* **TASK TO CARRY OUT**
Whenever a line in the material below contains "derive", copy that line.

* **THE DATA**
------------------------------

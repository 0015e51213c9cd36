//! WebSocket message types.

use crate::frame::{CloseCode, Frame, OpCode, close_payload};
use serde::{Deserialize, Serialize};

/// Message type enumeration.
#[derive(Debug, Clone, Copy, PartialEq, Eq, Serialize, Deserialize)]
#[serde(rename_all = "lowercase")]
pub enum MessageType {
    /// Text message
    Text,
    /// Binary message
    Binary,
    /// Ping message
    Ping,
    /// Pong message
    Pong,
    /// Close message
    Close,
}

/// A complete WebSocket message, after reassembly of any fragments.
#[derive(Debug, Clone, PartialEq, Eq)]
pub enum Message {
    /// UTF-8 text
    Text(String),
    /// Binary data
    Binary(Vec<u8>),
    /// Ping with its application data
    Ping(Vec<u8>),
    /// Pong with its application data
    Pong(Vec<u8>),
    /// Close with an optional status code and reason
    Close(Option<(CloseCode, String)>),
}

impl Message {
    /// Create a new text message.
    pub fn text<S: Into<String>>(text: S) -> Self {
        Message::Text(text.into())
    }

    /// Create a new binary message.
    pub fn binary<B: Into<Vec<u8>>>(data: B) -> Self {
        Message::Binary(data.into())
    }

    /// Create a close message carrying a status.
    pub fn close(code: CloseCode, reason: impl Into<String>) -> Self {
        Message::Close(Some((code, reason.into())))
    }

    /// Create a JSON text message from a serializable value.
    pub fn json<T: Serialize>(value: &T) -> Result<Self, serde_json::Error> {
        let json = serde_json::to_string(value)?;
        Ok(Self::text(json))
    }

    /// Parse the message payload as JSON.
    pub fn parse_json<'a, T: Deserialize<'a>>(&'a self) -> Result<T, serde_json::Error> {
        serde_json::from_slice(self.as_bytes())
    }

    /// Get the payload as a string, for text messages only.
    pub fn as_text(&self) -> Option<&str> {
        match self {
            Message::Text(text) => Some(text),
            _ => None,
        }
    }

    /// Get the message payload as bytes. Close messages yield their reason.
    pub fn as_bytes(&self) -> &[u8] {
        match self {
            Message::Text(text) => text.as_bytes(),
            Message::Binary(data) | Message::Ping(data) | Message::Pong(data) => data,
            Message::Close(Some((_, reason))) => reason.as_bytes(),
            Message::Close(None) => &[],
        }
    }

    /// Kind of this message.
    pub fn message_type(&self) -> MessageType {
        match self {
            Message::Text(_) => MessageType::Text,
            Message::Binary(_) => MessageType::Binary,
            Message::Ping(_) => MessageType::Ping,
            Message::Pong(_) => MessageType::Pong,
            Message::Close(_) => MessageType::Close,
        }
    }

    /// Check if this is a close message.
    pub fn is_close(&self) -> bool {
        matches!(self, Message::Close(_))
    }

    /// Single unmasked frame carrying this message, as a server sends it.
    pub fn into_frame(self) -> Frame {
        match self {
            Message::Text(text) => Frame::new(OpCode::Text, text.into_bytes()),
            Message::Binary(data) => Frame::new(OpCode::Binary, data),
            Message::Ping(data) => Frame::new(OpCode::Ping, data),
            Message::Pong(data) => Frame::new(OpCode::Pong, data),
            Message::Close(Some((code, reason))) => {
                Frame::new(OpCode::Close, close_payload(code, &reason))
            }
            Message::Close(None) => Frame::new(OpCode::Close, Vec::new()),
        }
    }
}

impl From<String> for Message {
    fn from(text: String) -> Self {
        Message::Text(text)
    }
}

impl From<&str> for Message {
    fn from(text: &str) -> Self {
        Message::Text(text.to_string())
    }
}

impl From<Vec<u8>> for Message {
    fn from(data: Vec<u8>) -> Self {
        Message::Binary(data)
    }
}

------------------------------

* **WORKED SOLUTION**
#[derive(Debug, Clone, Copy, PartialEq, Eq, Serialize, Deserialize)]
#[derive(Debug, Clone, PartialEq, Eq)]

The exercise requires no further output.